Perhaps what surprised me most was the sheer number of these marriages. There were many Holocaust survivors who married military personnel. Indeed, every time I turned around, I seemed to discover the existence of a new couple.

 

This just happened last week. I was speaking at our local JCC, and, at the conclusion of my talk, one of the audience members told me that her cousin had been an American GI who married a survivor at the end of the war.  

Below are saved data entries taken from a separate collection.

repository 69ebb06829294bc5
pub mod config;
pub mod error;
pub mod telemetry;
pub mod workflows;
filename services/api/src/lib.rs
mod cli;
mod infra;
mod routes;
mod screen;
mod server;

use denboard::error::AppError;

pub async fn run() -> Result<(), AppError> {
    cli::run().await
}
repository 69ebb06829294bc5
use crate::cli::ServeArgs;
use crate::infra::{load_engine, AppState, InMemoryBookingRepository, InMemoryPetRegistry};
use crate::routes::with_booking_routes;
use axum::Extension;
use axum_prometheus::PrometheusMetricLayer;
use denboard::config::AppConfig;
use denboard::error::AppError;
use denboard::telemetry;
use denboard::workflows::booking::BookingIntakeService;
use std::sync::atomic::{AtomicBool, Ordering};
use std::sync::Arc;
use tracing::info;

pub(crate) async fn run(mut args: ServeArgs, mut config: AppConfig) -> Result<(), AppError> {
    if let Some(host) = args.host.take() {
        config.server.host = host;
    }
    if let Some(port) = args.port.take() {
        config.server.port = port;
    }

    telemetry::init(&config.telemetry)?;

    let engine = load_engine(&config.rules)?;
    let rules = engine.rules();
    info!(
        source = ?config.rules.path,
        blocked = rules.blocked_breed_keywords().len(),
        meet_greet = rules.meet_greet_breed_keywords().len(),
        threshold_lbs = rules.large_dog_weight_threshold_lbs(),
        "rule tables loaded"
    );

    let (prometheus_layer, prometheus_handle) = PrometheusMetricLayer::pair();
    let readiness_flag = Arc::new(AtomicBool::new(false));
    let app_state = AppState {
        readiness: readiness_flag.clone(),
        metrics: Arc::new(prometheus_handle),
        rules: Arc::new(rules.clone()),
    };

    let bookings = Arc::new(InMemoryBookingRepository::default());
    let roster = config.pets.load_roster()?;
    info!(source = ?config.pets.path, pets = roster.len(), "pet roster loaded");
    let pets = Arc::new(InMemoryPetRegistry::with_roster(roster));
    let service = Arc::new(BookingIntakeService::new(bookings, pets, engine));

    let app = with_booking_routes(service)
        .layer(Extension(app_state))
        .layer(prometheus_layer);

    let addr = config.server.socket_addr()?;
    let listener = tokio::net::TcpListener::bind(addr).await?;
    readiness_flag.store(true, Ordering::Release);

    info!(?config.environment, %addr, "booking eligibility service ready");

    axum::serve(listener, app).await?;
    Ok(())
}
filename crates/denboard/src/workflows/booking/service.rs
use std::sync::atomic::{AtomicU64, Ordering};
use std::sync::Arc;

use chrono::Utc;
use serde::Serialize;
use tracing::{info, warn};

use super::domain::{BookingId, BookingRequest, Pet};
use super::eligibility::{
    BookingDecision, ClassificationView, EligibilityEngine, EligibilityReport,
};
use super::intake::{BookedPet, IntakeGuard, IntakeViolation};
use super::repository::{BookingRecord, BookingRepository, PetRegistry, RepositoryError};

/// Service composing intake validation, the eligibility engine, and storage.
pub struct BookingIntakeService<R, P> {
    guard: IntakeGuard,
    engine: EligibilityEngine,
    bookings: Arc<R>,
    pets: Arc<P>,
}

static BOOKING_SEQUENCE: AtomicU64 = AtomicU64::new(1);

fn next_booking_id() -> BookingId {
    let id = BOOKING_SEQUENCE.fetch_add(1, Ordering::Relaxed);
    BookingId(format!("bk-{id:06}"))
}

impl<R, P> BookingIntakeService<R, P>
where
    R: BookingRepository + 'static,
    P: PetRegistry + 'static,
{
    pub fn new(bookings: Arc<R>, pets: Arc<P>, engine: EligibilityEngine) -> Self {
        Self {
            guard: IntakeGuard,
            engine,
            bookings,
            pets,
        }
    }

    pub fn engine(&self) -> &EligibilityEngine {
        &self.engine
    }

    /// Classify every pet in the request without storing anything.
    pub fn assess(
        &self,
        request: &BookingRequest,
    ) -> Result<BookingAssessment, BookingServiceError> {
        let registered = self.registered_pets(request)?;
        let pool = self.guard.pet_pool(request, &registered)?;
        Ok(self.assess_pool(pool, request.client_is_new()))
    }

    /// Validate, gate on eligibility, and store the booking.
    pub fn submit(&self, request: BookingRequest) -> Result<BookingRecord, BookingServiceError> {
        let registered = self.registered_pets(&request)?;
        let pool = self.guard.validate(&request, &registered)?;
        let assessment = self.assess_pool(pool, request.client_is_new());

        if !assessment.decision.can_proceed() {
            let messages = assessment.report.blocked_messages();
            warn!(
                client = %request.client.email,
                blocked = messages.len(),
                "booking refused for blocked pet"
            );
            return Err(BookingServiceError::BlockedPet { messages });
        }

        let record = BookingRecord {
            id: next_booking_id(),
            service: request.service,
            check_in: request.check_in,
            check_out: request.check_out,
            client: request.client,
            client_id: request.client_id,
            pets: assessment.pets.into_iter().map(|entry| entry.pet).collect(),
            status: assessment.decision.booking_status(),
            requires_meet_greet: assessment.decision.requires_meet_greet,
            notice: assessment.report.notice,
            created_at: Utc::now(),
        };

        let stored = self.bookings.insert(record)?;
        info!(
            booking_id = %stored.id.0,
            status = stored.status.label(),
            pets = stored.pets.len(),
            "booking accepted"
        );
        Ok(stored)
    }

    pub fn get(&self, booking_id: &BookingId) -> Result<BookingRecord, BookingServiceError> {
        let record = self
            .bookings
            .fetch(booking_id)?
            .ok_or(RepositoryError::NotFound)?;
        Ok(record)
    }

    fn registered_pets(&self, request: &BookingRequest) -> Result<Vec<Pet>, RepositoryError> {
        let mut found = Vec::with_capacity(request.registered_pet_ids.len());
        for id in &request.registered_pet_ids {
            if let Some(pet) = self.pets.fetch(id)? {
                found.push(pet);
            }
        }
        Ok(found)
    }

    fn assess_pool(&self, pool: Vec<BookedPet>, client_is_new: bool) -> BookingAssessment {
        let descriptors: Vec<_> = pool.iter().map(|pet| pet.descriptor.clone()).collect();
        let report = self.engine.assess(&descriptors, client_is_new);

        let pets = pool
            .into_iter()
            .zip(report.pets.iter())
            .map(|(pet, result)| AssessedPet {
                pet,
                classification: result.view(),
            })
            .collect();

        BookingAssessment {
            decision: report.decision,
            notice: report.notice.map(|notice| notice.message().to_string()),
            pets,
            report,
        }
    }
}

/// Eligibility of a full booking request, pet by pet.
#[derive(Debug, Clone, Serialize)]
#[serde(rename_all = "camelCase")]
pub struct BookingAssessment {
    #[serde(flatten)]
    pub decision: BookingDecision,
    pub pets: Vec<AssessedPet>,
    #[serde(skip_serializing_if = "Option::is_none")]
    pub notice: Option<String>,
    #[serde(skip)]
    pub report: EligibilityReport,
}

#[derive(Debug, Clone, Serialize)]
pub struct AssessedPet {
    #[serde(flatten)]
    pub pet: BookedPet,
    pub classification: ClassificationView,
}

/// Error raised by the booking intake service.
#[derive(Debug, thiserror::Error)]
pub enum BookingServiceError {
    #[error(transparent)]
    Intake(#[from] IntakeViolation),
    #[error("booking includes a pet we cannot board: {}", .messages.join(" "))]
    BlockedPet { messages: Vec<String> },
    #[error(transparent)]
    Repository(#[from] RepositoryError),
}
//! Breed, weight, and client-history gate applied before a booking is accepted.

mod config;
mod policy;
mod rules;

pub use config::{RuleTableError, RuleTableKind, RuleTables};
pub use policy::{
    BookingDecision, ClassificationView, EligibilityReason, MeetGreetNotice, PetEligibility,
};
pub use rules::normalize_breed;

use std::sync::Arc;

use super::domain::PetDescriptor;
use policy::decide_booking;
use serde::{Deserialize, Serialize};
use tracing::debug;

/// Stateless classifier over an immutable set of rule tables.
#[derive(Debug, Clone)]
pub struct EligibilityEngine {
    rules: Arc<RuleTables>,
}

impl EligibilityEngine {
    pub fn new(rules: Arc<RuleTables>) -> Self {
        Self { rules }
    }

    pub fn rules(&self) -> &RuleTables {
        &self.rules
    }

    pub fn classify(&self, breed: &str, weight_lbs: f64) -> PetEligibility {
        let result = rules::classify_pet(breed, weight_lbs, &self.rules);
        debug!(
            breed,
            weight_lbs,
            blocked = result.is_blocked(),
            meet_greet = result.meet_greet_required(),
            "classified pet"
        );
        result
    }

    pub fn classify_pet(&self, pet: &PetDescriptor) -> PetEligibility {
        self.classify(&pet.breed, pet.weight)
    }

    pub fn evaluate_booking(&self, pets: &[PetDescriptor], client_is_new: bool) -> BookingDecision {
        let results: Vec<PetEligibility> = pets.iter().map(|pet| self.classify_pet(pet)).collect();
        decide_booking(&results, client_is_new)
    }

    /// Booking gate plus the per-pet results, in input order, for display.
    pub fn assess(&self, pets: &[PetDescriptor], client_is_new: bool) -> EligibilityReport {
        let pets: Vec<PetEligibility> = pets.iter().map(|pet| self.classify_pet(pet)).collect();
        let decision = decide_booking(&pets, client_is_new);
        let notice = MeetGreetNotice::for_booking(&decision, client_is_new);

        EligibilityReport {
            decision,
            pets,
            notice,
        }
    }
}

impl Default for EligibilityEngine {
    fn default() -> Self {
        Self::new(Arc::new(RuleTables::default()))
    }
}

#[derive(Debug, Clone, PartialEq, Serialize, Deserialize)]
pub struct EligibilityReport {
    pub decision: BookingDecision,
    pub pets: Vec<PetEligibility>,
    pub notice: Option<MeetGreetNotice>,
}

impl EligibilityReport {
    /// Messages of blocked pets, used when a submission is refused.
    pub fn blocked_messages(&self) -> Vec<String> {
        self.pets
            .iter()
            .filter(|result| result.is_blocked())
            .filter_map(PetEligibility::message)
            .collect()
    }
}
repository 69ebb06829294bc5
//! Booking intake for the boarding wizard: eligibility gate, validation, and storage seams.

pub mod domain;
pub mod eligibility;
pub mod intake;
pub mod repository;
pub mod router;
pub mod service;

#[cfg(test)]
mod tests;

pub use domain::{
    BookingId, BookingRequest, BookingStatus, ClientContact, ClientId, ClientStatus, NewPet, Pet,
    PetApproval, PetDescriptor, PetId, ServiceKind, Sociability, Species,
};
pub use eligibility::{
    normalize_breed, BookingDecision, ClassificationView, EligibilityEngine, EligibilityReason,
    EligibilityReport, MeetGreetNotice, PetEligibility, RuleTableError, RuleTables,
};
pub use intake::{BookedPet, IntakeGuard, IntakeViolation};
pub use repository::{
    BookingRecord, BookingRepository, BookingStatusView, PetRegistry, RepositoryError,
};
pub use router::booking_router;
pub use service::{AssessedPet, BookingAssessment, BookingIntakeService, BookingServiceError};
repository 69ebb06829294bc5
mod common;
mod eligibility;
pub mod booking;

Q: The scholar Jonathan D. Sarna said of the book, “Written by a master historian-storyteller whose own grandmother was a war bride, the volume illuminates the extraordinary complexities confronting soldiers and Holocaust survivors who fell in love and married.” What do you think of that description, and how would you describe the complexities? 

 

A: It is so incredibly flattering to have had Jonathan D. Sarna, a historian whose work has so fundamentally shape my own, offer such a generous blurb. 

 

And, happily, he put his finger on what I had hoped would be a throughline in the book: the messiness of history and the human condition.

 

Between Two Worlds looks to five moments in particular: liberation, encounter, courtship and marriage, immigration, and arrival, and shows how the war brides and their spouses moved in and out of several different communities. They often felt as if they did not fully belong to any one place or group.

 

I hope, too, that the book highlights the complexity of rebuilding one’s life and creating lasting relationships in the aftermath of trauma. 

 

Q: Can you say more about what you hope readers take away from the book? 

 

A: I hope readers come away from Between Two Worlds thinking that the book offered them a new way to think about the history of the Holocaust, of migration, and of marriage.  I also hope that they think deeply and differently about the rebuilding of one’s life after trauma. 

 

Q: What are you working on now? 

 

A: I am working on a few things at once. I have started a new book project: an intertwined biography of two couples whose stories offer a lens on 20th century Jewish history.

 

All four were born during or immediately after World War I and became politicized during the interwar period. They had radically different experiences during the Holocaust, but then shared several commonalities during the Global Cold War.

 

Their lives diverged again in the 1960s and 1970s, and I would hope to follow them until their deaths in the late 20th century.  

 

I also am working on two articles: a study of the childhood illnesses on the war bride ships and a deep dive into the emotions that the war brides named when they reflected back on meeting their spouses for the first time.